** Dataset follows **
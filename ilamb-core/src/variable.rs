//! Variables read from model output.
//!
//! A [`Variable`] is one geophysical field from one model: a masked data
//! array plus whichever coordinate axes it has. The data dimensions are
//! ordered `(time?, depth?, lat, lon)` for gridded fields and
//! `(time?, depth?, ndata)` for site data.

use log::debug;
use ndarray::{concatenate, Axis};
use serde::{Deserialize, Serialize};

use crate::errors::{IlambError, IlambResult};
use crate::masked::MaskedArray;
use crate::units::Unit;

/// Relative tolerance when comparing coordinate axes between models.
pub const AXIS_TOLERANCE: f64 = 1e-8;

#[derive(Debug, Clone, PartialEq, Serialize, Deserialize)]
pub struct Variable {
    pub name: String,
    pub unit: String,
    pub data: MaskedArray,
    /// Days since 1850-01-01 on the noleap calendar.
    pub time: Option<Vec<f64>>,
    pub time_bnds: Option<Vec<[f64; 2]>>,
    pub lat: Option<Vec<f64>>,
    pub lat_bnds: Option<Vec<[f64; 2]>>,
    pub lon: Option<Vec<f64>>,
    pub lon_bnds: Option<Vec<[f64; 2]>>,
    /// Vertical coordinate; present means the variable is layered.
    pub depth: Option<Vec<f64>>,
    /// Number of sites for site data.
    pub ndata: Option<usize>,
    /// Cell areas on the `(lat, lon)` grid.
    pub area: Option<MaskedArray>,
}

impl Variable {
    /// A variable with data and unit only; axes are attached by the caller.
    pub fn new(name: &str, unit: &str, data: MaskedArray) -> Self {
        Self {
            name: name.to_string(),
            unit: unit.to_string(),
            data,
            time: None,
            time_bnds: None,
            lat: None,
            lat_bnds: None,
            lon: None,
            lon_bnds: None,
            depth: None,
            ndata: None,
            area: None,
        }
    }

    pub fn temporal(&self) -> bool {
        self.time.is_some()
    }

    pub fn spatial(&self) -> bool {
        self.lat.is_some() && self.lon.is_some() && self.ndata.is_none()
    }

    pub fn layered(&self) -> bool {
        self.depth.is_some()
    }

    pub fn ntime(&self) -> usize {
        self.time.as_ref().map_or(0, Vec::len)
    }

    /// Why this variable cannot be averaged on a lat/lon grid, if it cannot.
    ///
    /// Layered fields, fields with more than three data dimensions, single
    /// dimension series and site data are all rejected.
    pub fn unsupported_reason(&self) -> Option<String> {
        let ndim = self.data.ndim();
        if self.layered() {
            Some("layered variables are not supported".to_string())
        } else if ndim > 3 {
            Some(format!("{ndim} data dimensions, at most 3 supported"))
        } else if ndim <= 1 {
            Some(format!("{ndim} data dimension(s), a lat/lon grid is required"))
        } else if self.ndata.is_some() {
            Some("site data is not on a lat/lon grid".to_string())
        } else if !self.spatial() {
            Some("not on a lat/lon grid".to_string())
        } else if ndim != self.axis_count() {
            Some("unrecognised data dimensions".to_string())
        } else {
            None
        }
    }

    /// Number of data dimensions accounted for by known axes.
    fn axis_count(&self) -> usize {
        usize::from(self.temporal())
            + usize::from(self.layered())
            + if self.ndata.is_some() {
                1
            } else {
                usize::from(self.lat.is_some()) + usize::from(self.lon.is_some())
            }
    }

    /// Converts the data in place into `unit`.
    ///
    /// # Errors
    ///
    /// Fails when either unit cannot be parsed or the dimensions differ.
    pub fn convert(&mut self, unit: &str) -> IlambResult<()> {
        let from = Unit::parse(&self.unit)?;
        let to = Unit::parse(unit)?;
        let conversion = from.conversion_to(&to)?;
        if !conversion.is_identity() {
            debug!(
                "Converting {} from '{}' to '{}' (x{} + {})",
                self.name, self.unit, unit, conversion.scale, conversion.offset
            );
            self.data.map_inplace(|v| conversion.apply(v));
        }
        self.unit = unit.to_string();
        Ok(())
    }

    /// Shifts time and time bounds by `days`.
    pub fn shift_time(&mut self, days: f64) {
        if days == 0.0 {
            return;
        }
        if let Some(time) = self.time.as_mut() {
            time.iter_mut().for_each(|t| *t += days);
        }
        if let Some(bounds) = self.time_bnds.as_mut() {
            bounds.iter_mut().for_each(|b| {
                b[0] += days;
                b[1] += days;
            });
        }
    }

    /// Keeps only the time steps whose bounds intersect `[t0, tf]`.
    pub fn trim_time(&mut self, t0: f64, tf: f64) {
        let Some(bounds) = self.time_bnds.as_ref() else {
            return;
        };
        let keep: Vec<usize> = bounds
            .iter()
            .enumerate()
            .filter(|(_, b)| b[1] >= t0 && b[0] <= tf)
            .map(|(k, _)| k)
            .collect();
        if keep.len() == bounds.len() {
            return;
        }
        let (data, mask) = std::mem::replace(&mut self.data, MaskedArray::zeros(&[0])).into_parts();
        self.data = MaskedArray::new(data.select(Axis(0), &keep), mask.select(Axis(0), &keep));
        self.time = self
            .time
            .take()
            .map(|t| keep.iter().map(|&k| t[k]).collect());
        self.time_bnds = self
            .time_bnds
            .take()
            .map(|b| keep.iter().map(|&k| b[k]).collect());
    }

    /// Earliest and latest time bound, if temporal.
    pub fn time_extent(&self) -> Option<(f64, f64)> {
        let bounds = self.time_bnds.as_ref()?;
        let lo = bounds.iter().map(|b| b[0]).reduce(f64::min)?;
        let hi = bounds.iter().map(|b| b[1]).reduce(f64::max)?;
        Some((lo, hi))
    }

    /// Checks that `self` lies on exactly the same grid as `reference`,
    /// cell areas included.
    ///
    /// Returns the name of the first axis that differs.
    pub fn check_same_grid(&self, reference: &Variable) -> Result<(), &'static str> {
        if self.data.shape() != reference.data.shape() {
            return Err("shape");
        }
        if !axes_close(self.time.as_deref(), reference.time.as_deref()) {
            return Err("time");
        }
        if !bounds_close(self.time_bnds.as_deref(), reference.time_bnds.as_deref()) {
            return Err("time_bnds");
        }
        if !axes_close(self.lat.as_deref(), reference.lat.as_deref()) {
            return Err("lat");
        }
        if !bounds_close(self.lat_bnds.as_deref(), reference.lat_bnds.as_deref()) {
            return Err("lat_bnds");
        }
        if !axes_close(self.lon.as_deref(), reference.lon.as_deref()) {
            return Err("lon");
        }
        if !bounds_close(self.lon_bnds.as_deref(), reference.lon_bnds.as_deref()) {
            return Err("lon_bnds");
        }
        if !areas_close(self.area.as_ref(), reference.area.as_ref()) {
            return Err("area");
        }
        Ok(())
    }
}

fn close(a: f64, b: f64) -> bool {
    (a - b).abs() <= AXIS_TOLERANCE * a.abs().max(b.abs()).max(1.0)
}

fn values_close(a: &[f64], b: &[f64]) -> bool {
    a.len() == b.len() && a.iter().zip(b).all(|(x, y)| close(*x, *y))
}

fn axes_close(a: Option<&[f64]>, b: Option<&[f64]>) -> bool {
    match (a, b) {
        (Some(a), Some(b)) => values_close(a, b),
        (None, None) => true,
        _ => false,
    }
}

fn bounds_close(a: Option<&[[f64; 2]]>, b: Option<&[[f64; 2]]>) -> bool {
    match (a, b) {
        (Some(a), Some(b)) => {
            a.len() == b.len() && a.iter().zip(b).all(|(x, y)| close(x[0], y[0]) && close(x[1], y[1]))
        }
        (None, None) => true,
        _ => false,
    }
}

fn areas_close(a: Option<&MaskedArray>, b: Option<&MaskedArray>) -> bool {
    match (a, b) {
        (Some(a), Some(b)) => {
            a.shape() == b.shape()
                && a.mask() == b.mask()
                && a.data()
                    .iter()
                    .zip(b.data().iter())
                    .zip(a.mask().iter())
                    .all(|((x, y), masked)| *masked || close(*x, *y))
        }
        (None, None) => true,
        _ => false,
    }
}

/// Joins pieces of one variable read from several files along time.
///
/// Pieces are ordered by their first time; a piece starting before the end
/// of what has been combined so far overlaps it and is dropped. Non-temporal
/// pieces cannot be joined, so the first one is returned.
pub fn combine(mut pieces: Vec<Variable>) -> IlambResult<Variable> {
    if pieces.is_empty() {
        return Err(IlambError::Error("no variable pieces to combine".into()));
    }
    if pieces.len() == 1 || pieces.iter().any(|p| !p.temporal()) {
        return Ok(pieces.swap_remove(0));
    }

    pieces.sort_by(|a, b| {
        let ta = a.time.as_ref().and_then(|t| t.first().copied()).unwrap_or(f64::MAX);
        let tb = b.time.as_ref().and_then(|t| t.first().copied()).unwrap_or(f64::MAX);
        ta.total_cmp(&tb)
    });

    let mut kept: Vec<Variable> = Vec::with_capacity(pieces.len());
    for piece in pieces {
        if let Some(last) = kept.last() {
            let end = last.time_extent().map_or(f64::MIN, |(_, hi)| hi);
            let start = piece.time_extent().map_or(f64::MAX, |(lo, _)| lo);
            if start < end - AXIS_TOLERANCE {
                debug!(
                    "Dropping overlapping piece of {} starting at day {start}",
                    piece.name
                );
                continue;
            }
            if piece.data.shape()[1..] != last.data.shape()[1..] {
                return Err(IlambError::UnsupportedShape {
                    variable: piece.name.clone(),
                    reason: "files disagree on the non-time dimensions".into(),
                });
            }
        }
        kept.push(piece);
    }

    let first = kept.remove(0);
    if kept.is_empty() {
        return Ok(first);
    }

    let mut combined = first;
    let mut data_views = vec![combined.data.data().view()];
    let mut mask_views = vec![combined.data.mask().view()];
    for piece in &kept {
        data_views.push(piece.data.data().view());
        mask_views.push(piece.data.mask().view());
    }
    let data = concatenate(Axis(0), &data_views)
        .map_err(|e| IlambError::Error(format!("cannot join {}: {e}", combined.name)))?;
    let mask = concatenate(Axis(0), &mask_views)
        .map_err(|e| IlambError::Error(format!("cannot join {}: {e}", combined.name)))?;

    let mut time = combined.time.take().unwrap_or_default();
    let mut time_bnds = combined.time_bnds.take().unwrap_or_default();
    for piece in kept {
        time.extend(piece.time.unwrap_or_default());
        time_bnds.extend(piece.time_bnds.unwrap_or_default());
    }

    combined.data = MaskedArray::new(data, mask);
    combined.time = Some(time);
    combined.time_bnds = Some(time_bnds);
    Ok(combined)
}
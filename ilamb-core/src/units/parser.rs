//! Unit string parser with normalization.
//!
//! Model output spells the same unit in several ways; the parser accepts:
//!
//! - CF exponents: `m-2`, `s-1`, `m2`
//! - Caret exponents: `m^2`, `m**2`, `m^-2`
//! - Multiplication: `kg m`, `kg*m`, `kg·m`, `kg.m`
//! - Division: `kg/m2/s`, `W per m^2`
//! - Percentages: `%`
//!
//! # Grammar
//!
//! ```text
//! unit_expr  = term (('/' | 'per') term)*
//! term       = factor (('*' | '·' | '.' | ' ') factor)*
//! factor     = (base_unit | '(' unit_expr ')') ('^' | '**')? exponent?
//! base_unit  = [a-zA-Z_]+ [0-9]* | '%'
//! exponent   = '-'? [0-9]+
//! ```

use super::dimension::Dimension;
use super::registry::UNIT_REGISTRY;
use serde::{Deserialize, Serialize};
use std::collections::BTreeMap;
use std::fmt;

/// Error type for unit parsing failures.
#[derive(Debug, Clone, PartialEq, Eq)]
pub enum ParseError {
    EmptyUnit,
    UnknownUnit(String),
    InvalidExponent(String),
    ParseFailed(String),
}

impl fmt::Display for ParseError {
    fn fmt(&self, f: &mut fmt::Formatter<'_>) -> fmt::Result {
        match self {
            Self::EmptyUnit => write!(f, "empty unit string"),
            Self::UnknownUnit(u) => write!(f, "unknown unit: '{u}'"),
            Self::InvalidExponent(e) => write!(f, "invalid exponent: '{e}'"),
            Self::ParseFailed(msg) => write!(f, "parse failed: {msg}"),
        }
    }
}

impl std::error::Error for ParseError {}

/// A unit as a product of registered symbols with integer exponents.
///
/// `kg m-2 s-1` is `{kg: 1, m: -2, s: -1}`.
#[derive(Debug, Clone, PartialEq, Serialize, Deserialize)]
pub struct ParsedUnit {
    /// BTreeMap for deterministic ordering.
    components: BTreeMap<String, i32>,
}

impl ParsedUnit {
    #[must_use]
    pub fn dimensionless() -> Self {
        Self {
            components: BTreeMap::new(),
        }
    }

    #[must_use]
    pub fn from_components(components: BTreeMap<String, i32>) -> Self {
        let components = components
            .into_iter()
            .filter(|(_, exp)| *exp != 0)
            .collect();
        Self { components }
    }

    /// Parses a unit string into a `ParsedUnit`.
    ///
    /// ```
    /// use ilamb_core::units::parser::ParsedUnit;
    ///
    /// let cf = ParsedUnit::parse("kg m-2 s-1").unwrap();
    /// let slashed = ParsedUnit::parse("kg/m2/s").unwrap();
    /// assert_eq!(cf, slashed);
    /// ```
    pub fn parse(input: &str) -> Result<Self, ParseError> {
        let input = input.trim();
        if input.is_empty() {
            return Err(ParseError::EmptyUnit);
        }

        if input == "1" || input.eq_ignore_ascii_case("dimensionless") {
            return Ok(Self::dimensionless());
        }

        let mut parser = UnitParser::new(input);
        let parsed = parser.parse_expression()?;
        parser.skip_whitespace();
        if let Some(c) = parser.peek() {
            return Err(ParseError::ParseFailed(format!(
                "unexpected character '{c}' in '{input}'"
            )));
        }
        Ok(parsed)
    }

    #[must_use]
    pub fn components(&self) -> &BTreeMap<String, i32> {
        &self.components
    }

    /// True if the unit has no components at all.
    ///
    /// `%` has a component but is still physically dimensionless; see
    /// [`ParsedUnit::dimension`].
    #[must_use]
    pub fn has_no_components(&self) -> bool {
        self.components.is_empty()
    }

    pub fn is_dimensionless(&self) -> Result<bool, ParseError> {
        Ok(self.dimension()?.is_dimensionless())
    }

    pub fn dimension(&self) -> Result<Dimension, ParseError> {
        let mut result = Dimension::dimensionless();
        for (symbol, &exp) in &self.components {
            let info = UNIT_REGISTRY
                .lookup(symbol)
                .ok_or_else(|| ParseError::UnknownUnit(symbol.clone()))?;
            let exp = i8::try_from(exp)
                .map_err(|_| ParseError::InvalidExponent(exp.to_string()))?;
            result = result + info.dimension.pow(exp);
        }
        Ok(result)
    }

    /// Multiplier converting a value in this unit to SI base units.
    pub fn to_si_factor(&self) -> Result<f64, ParseError> {
        let mut factor = 1.0;
        for (symbol, &exp) in &self.components {
            let info = UNIT_REGISTRY
                .lookup(symbol)
                .ok_or_else(|| ParseError::UnknownUnit(symbol.clone()))?;
            factor *= info.to_si_factor.powi(exp);
        }
        Ok(factor)
    }

    /// Additive offset to SI.
    ///
    /// Offsets only apply to a lone symbol with exponent one (`degC`); in any
    /// compound (`degC / yr`) the unit denotes a difference and has none.
    pub fn to_si_offset(&self) -> Result<f64, ParseError> {
        match self.components.iter().next() {
            Some((symbol, 1)) if self.components.len() == 1 => UNIT_REGISTRY
                .lookup(symbol)
                .map(|info| info.to_si_offset)
                .ok_or_else(|| ParseError::UnknownUnit(symbol.clone())),
            _ => Ok(0.0),
        }
    }

    #[must_use]
    pub fn multiply(&self, other: &Self) -> Self {
        let mut components = self.components.clone();
        for (symbol, exp) in &other.components {
            *components.entry(symbol.clone()).or_insert(0) += exp;
        }
        Self::from_components(components)
    }

    #[must_use]
    pub fn divide(&self, other: &Self) -> Self {
        self.multiply(&other.pow(-1))
    }

    #[must_use]
    pub fn pow(&self, exp: i32) -> Self {
        let components = self
            .components
            .iter()
            .map(|(k, v)| (k.clone(), v * exp))
            .collect();
        Self::from_components(components)
    }

    /// Canonical form: positive exponents alphabetically, then `/`, then
    /// negative exponents alphabetically.
    #[must_use]
    pub fn normalized(&self) -> String {
        let format_part = |parts: Vec<(&str, i32)>| -> String {
            parts
                .iter()
                .map(|(s, e)| {
                    if *e == 1 {
                        (*s).to_string()
                    } else {
                        format!("{s}^{e}")
                    }
                })
                .collect::<Vec<_>>()
                .join(" ")
        };

        let numerator: Vec<(&str, i32)> = self
            .components
            .iter()
            .filter(|(_, &e)| e > 0)
            .map(|(s, &e)| (s.as_str(), e))
            .collect();
        let denominator: Vec<(&str, i32)> = self
            .components
            .iter()
            .filter(|(_, &e)| e < 0)
            .map(|(s, &e)| (s.as_str(), -e))
            .collect();

        let num_str = format_part(numerator);
        let den_str = format_part(denominator);

        match (num_str.is_empty(), den_str.is_empty()) {
            (true, true) => "1".to_string(),
            (false, true) => num_str,
            (true, false) => format!("1 / {den_str}"),
            (false, false) => format!("{num_str} / {den_str}"),
        }
    }
}

impl fmt::Display for ParsedUnit {
    fn fmt(&self, f: &mut fmt::Formatter<'_>) -> fmt::Result {
        write!(f, "{}", self.normalized())
    }
}

struct UnitParser<'a> {
    input: &'a str,
    pos: usize,
}

impl<'a> UnitParser<'a> {
    fn new(input: &'a str) -> Self {
        Self { input, pos: 0 }
    }

    fn parse_expression(&mut self) -> Result<ParsedUnit, ParseError> {
        self.skip_whitespace();
        let mut result = self.parse_term()?;

        loop {
            self.skip_whitespace();
            if self.peek() == Some('/') {
                self.advance();
            } else if self.check_keyword("per") {
                self.pos += "per".len();
            } else {
                break;
            }
            self.skip_whitespace();
            let divisor = self.parse_factor()?;
            result = result.divide(&divisor);
            // Terms after a division belong to the numerator again only when
            // written explicitly, so `kg/m2 s` is `kg m-2 s`.
            result = result.multiply(&self.parse_trailing_factors()?);
        }

        Ok(result)
    }

    fn parse_term(&mut self) -> Result<ParsedUnit, ParseError> {
        let first = self.parse_factor()?;
        Ok(first.multiply(&self.parse_trailing_factors()?))
    }

    fn parse_trailing_factors(&mut self) -> Result<ParsedUnit, ParseError> {
        let mut result = ParsedUnit::dimensionless();

        loop {
            self.skip_whitespace();
            match self.peek() {
                Some('*' | '\u{00B7}' | '.') => {
                    self.advance();
                    self.skip_whitespace();
                    result = result.multiply(&self.parse_factor()?);
                }
                Some(c) if self.is_unit_start(c) && !self.check_keyword("per") => {
                    result = result.multiply(&self.parse_factor()?);
                }
                _ => break,
            }
        }

        Ok(result)
    }

    fn parse_factor(&mut self) -> Result<ParsedUnit, ParseError> {
        self.skip_whitespace();

        if self.peek() == Some('(') {
            self.advance();
            let inner = self.parse_expression()?;
            self.skip_whitespace();
            if self.peek() != Some(')') {
                return Err(ParseError::ParseFailed(
                    "missing closing parenthesis".into(),
                ));
            }
            self.advance();
            let exp = self.parse_optional_exponent()?;
            return Ok(inner.pow(exp));
        }

        let symbol = self.parse_symbol()?;
        let exp = self.parse_optional_exponent()?;

        let mut components = BTreeMap::new();
        components.insert(symbol, exp);
        Ok(ParsedUnit::from_components(components))
    }

    fn parse_symbol(&mut self) -> Result<String, ParseError> {
        self.skip_whitespace();

        if self.peek() == Some('%') {
            self.advance();
            return Ok("%".to_string());
        }

        let start = self.pos;
        while let Some(c) = self.peek() {
            if c.is_ascii_alphanumeric() || c == '_' {
                self.advance();
            } else {
                break;
            }
        }

        if self.pos == start {
            return Err(ParseError::ParseFailed(format!(
                "expected unit symbol at position {start} in '{}'",
                self.input
            )));
        }

        let full_symbol = &self.input[start..self.pos];

        // Trailing digits are an exponent unless they belong to a known
        // symbol: "m2" is m^2 but "CO2" stays CO2.
        if let Some(last_letter_idx) = full_symbol.rfind(|c: char| c.is_ascii_alphabetic()) {
            let trailing = &full_symbol[last_letter_idx + 1..];
            if !trailing.is_empty() && UNIT_REGISTRY.lookup(full_symbol).is_none() {
                self.pos = start + last_letter_idx + 1;
                return Ok(full_symbol[..=last_letter_idx].to_string());
            }
        }

        Ok(full_symbol.to_string())
    }

    fn parse_optional_exponent(&mut self) -> Result<i32, ParseError> {
        // Caret markers may be padded ("m ^ 2"); bare digits may not.
        let before_ws = self.pos;
        self.skip_whitespace();
        let has_marker = if self.input[self.pos..].starts_with("**") {
            self.pos += 2;
            true
        } else if self.peek() == Some('^') {
            self.advance();
            true
        } else {
            self.pos = before_ws;
            false
        };

        if has_marker {
            self.skip_whitespace();
        }

        match self.peek() {
            Some(c) if c == '-' || c == '+' || c.is_ascii_digit() => self.parse_exponent(),
            _ if has_marker => Err(ParseError::ParseFailed("expected exponent after ^".into())),
            _ => Ok(1),
        }
    }

    fn parse_exponent(&mut self) -> Result<i32, ParseError> {
        let start = self.pos;
        if matches!(self.peek(), Some('-' | '+')) {
            self.advance();
        }
        while matches!(self.peek(), Some(c) if c.is_ascii_digit()) {
            self.advance();
        }

        let exp_str = &self.input[start..self.pos];
        exp_str
            .parse()
            .map_err(|_| ParseError::InvalidExponent(exp_str.to_string()))
    }

    fn skip_whitespace(&mut self) {
        while matches!(self.peek(), Some(c) if c.is_whitespace()) {
            self.advance();
        }
    }

    fn peek(&self) -> Option<char> {
        self.input[self.pos..].chars().next()
    }

    fn advance(&mut self) {
        if let Some(c) = self.peek() {
            self.pos += c.len_utf8();
        }
    }

    fn is_unit_start(&self, c: char) -> bool {
        c.is_ascii_alphabetic() || c == '_' || c == '(' || c == '%'
    }

    fn check_keyword(&self, keyword: &str) -> bool {
        let rest = &self.input[self.pos..];
        rest.len() >= keyword.len()
            && rest[..keyword.len()].eq_ignore_ascii_case(keyword)
            && rest[keyword.len()..]
                .chars()
                .next()
                .is_none_or(|c| !c.is_ascii_alphanumeric())
    }
}
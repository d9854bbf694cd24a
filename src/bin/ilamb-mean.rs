//! Multi-model mean of model output variables.
//!
//! # Usage
//!
//! ```bash
//! ilamb-mean --model_root MODELS/ --output_dir MEAN/ --variables gpp tas --res 0.5
//! ```

use std::fs;

use anyhow::Context;
use clap::Parser;
use ilamb::cli::{discover, init_logging, MeanArgs};
use ilamb::mean::{compute_means, MeanMode, Regridder, DEFAULT_VARIABLES};

fn main() -> anyhow::Result<()> {
    let args = MeanArgs::parse();
    init_logging();
    tracing::debug!(?args, "parsed arguments");

    let models = discover(&args.discovery, &[])?;
    let variables: Vec<String> = if args.variables.is_empty() {
        DEFAULT_VARIABLES.iter().map(|v| v.to_string()).collect()
    } else {
        args.variables.clone()
    };

    fs::create_dir_all(&args.output_dir)
        .with_context(|| format!("Failed to create {}", args.output_dir.display()))?;

    let mode = if args.same_grid {
        MeanMode::SameGrid
    } else {
        MeanMode::Regrid(Regridder::new(args.res))
    };
    let quiet = args.discovery.quiet;
    let written = compute_means(&models, &variables, &args.output_dir, &mode, |variable| {
        if !quiet {
            println!("Averaging {variable}");
        }
    })?;

    if !quiet {
        for path in &written {
            println!("Wrote {}", path.display());
        }
    }
    Ok(())
}
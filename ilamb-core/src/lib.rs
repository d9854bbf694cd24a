pub mod calendar;
pub mod confrontation;
pub mod expression;
pub mod grid;
pub mod interpolate;
pub mod masked;
pub mod model;
pub mod netcdf_io;
pub mod units;
pub mod variable;

pub mod errors;

pub use errors::{IlambError, IlambResult};
pub use expression::Expression;
pub use masked::MaskedArray;
pub use model::{discover_models, DiscoveryOptions, ExtractOptions, ModelOptions, ModelResult};
pub use variable::Variable;
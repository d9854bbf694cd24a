//! Target space-time grids.
//!
//! The general mean mode puts every model onto a grid built here: a
//! regular global latitude/longitude grid at a chosen resolution and a
//! monthly time axis over the historical period.

use serde::{Deserialize, Serialize};

use crate::calendar::{DAYS_PER_YEAR, MONTH_BOUNDARIES};
use crate::masked::MaskedArray;

/// First year of the historical period.
pub const HISTORICAL_START_YEAR: i32 = 1850;

/// Length of the historical period in years.
pub const HISTORICAL_YEARS: usize = 166;

/// Mean Earth radius in metres, used for cell areas.
pub const EARTH_RADIUS: f64 = 6.371e6;

/// A time axis of cell centres and bounds in days since 1850 (noleap).
#[derive(Debug, Clone, PartialEq, Serialize, Deserialize)]
pub struct TimeAxis {
    pub values: Vec<f64>,
    pub bounds: Vec<[f64; 2]>,
}

impl TimeAxis {
    /// Monthly axis with explicit month lengths, starting January of
    /// `start_year` and spanning `years` years.
    pub fn monthly(start_year: i32, years: usize) -> Self {
        let first = f64::from(start_year - crate::calendar::REFERENCE_YEAR) * DAYS_PER_YEAR;
        let bounds: Vec<[f64; 2]> = (0..years)
            .flat_map(|year| {
                let year_start = first + year as f64 * DAYS_PER_YEAR;
                MONTH_BOUNDARIES
                    .windows(2)
                    .map(move |w| [year_start + w[0], year_start + w[1]])
            })
            .collect();
        let values = bounds.iter().map(|b| 0.5 * (b[0] + b[1])).collect();
        Self { values, bounds }
    }

    /// The fixed historical axis: monthly from 1850 for 166 years.
    pub fn historical_monthly() -> Self {
        Self::monthly(HISTORICAL_START_YEAR, HISTORICAL_YEARS)
    }

    pub fn len(&self) -> usize {
        self.values.len()
    }

    pub fn is_empty(&self) -> bool {
        self.values.is_empty()
    }
}

/// A rectilinear latitude/longitude grid with cell bounds.
#[derive(Debug, Clone, PartialEq, Serialize, Deserialize)]
pub struct TargetGrid {
    pub lat: Vec<f64>,
    pub lat_bnds: Vec<[f64; 2]>,
    pub lon: Vec<f64>,
    pub lon_bnds: Vec<[f64; 2]>,
}

impl TargetGrid {
    /// Global grid with cells of `res` degrees, longitudes from -180 to 180.
    ///
    /// The cell count per axis is rounded, so a resolution that does not
    /// divide 180 evenly is adjusted to the nearest one that does.
    pub fn global(res: f64) -> Self {
        let (lat, lat_bnds) = regular_axis(-90.0, 90.0, res);
        let (lon, lon_bnds) = regular_axis(-180.0, 180.0, res);
        Self {
            lat,
            lat_bnds,
            lon,
            lon_bnds,
        }
    }

    pub fn shape(&self) -> (usize, usize) {
        (self.lat.len(), self.lon.len())
    }

    /// Cell areas in m² for this grid.
    pub fn cell_areas(&self) -> MaskedArray {
        cell_areas(&self.lat_bnds, &self.lon_bnds)
    }
}

fn regular_axis(start: f64, end: f64, res: f64) -> (Vec<f64>, Vec<[f64; 2]>) {
    let n = (((end - start) / res).round() as usize).max(1);
    let step = (end - start) / n as f64;
    let bounds: Vec<[f64; 2]> = (0..n)
        .map(|i| [start + i as f64 * step, start + (i + 1) as f64 * step])
        .collect();
    let centres = bounds.iter().map(|b| 0.5 * (b[0] + b[1])).collect();
    (centres, bounds)
}

/// Spherical cell areas in m² from latitude and longitude bounds in degrees.
///
/// Longitude widths wrap, so a cell from 359.5 to 0.5 is one degree wide.
pub fn cell_areas(lat_bnds: &[[f64; 2]], lon_bnds: &[[f64; 2]]) -> MaskedArray {
    let lat_weights: Vec<f64> = lat_bnds
        .iter()
        .map(|b| (b[1].to_radians().sin() - b[0].to_radians().sin()).abs())
        .collect();
    let lon_widths: Vec<f64> = lon_bnds
        .iter()
        .map(|b| {
            let width = b[1] - b[0];
            if width < 0.0 {
                width + 360.0
            } else {
                width
            }
        })
        .map(f64::to_radians)
        .collect();

    let data = ndarray::Array2::from_shape_fn((lat_weights.len(), lon_widths.len()), |(i, j)| {
        EARTH_RADIUS * EARTH_RADIUS * lat_weights[i] * lon_widths[j]
    });
    MaskedArray::from_data(data.into_dyn())
}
** End of Dataset **
• Work required
Copy each line from the records above that includes the string "this".

• Answer box
    /// Why this variable cannot be averaged on a lat/lon grid, if it cannot.
    /// Multiplier converting a value in this unit to SI base units.
    /// Cell areas in m² for this grid.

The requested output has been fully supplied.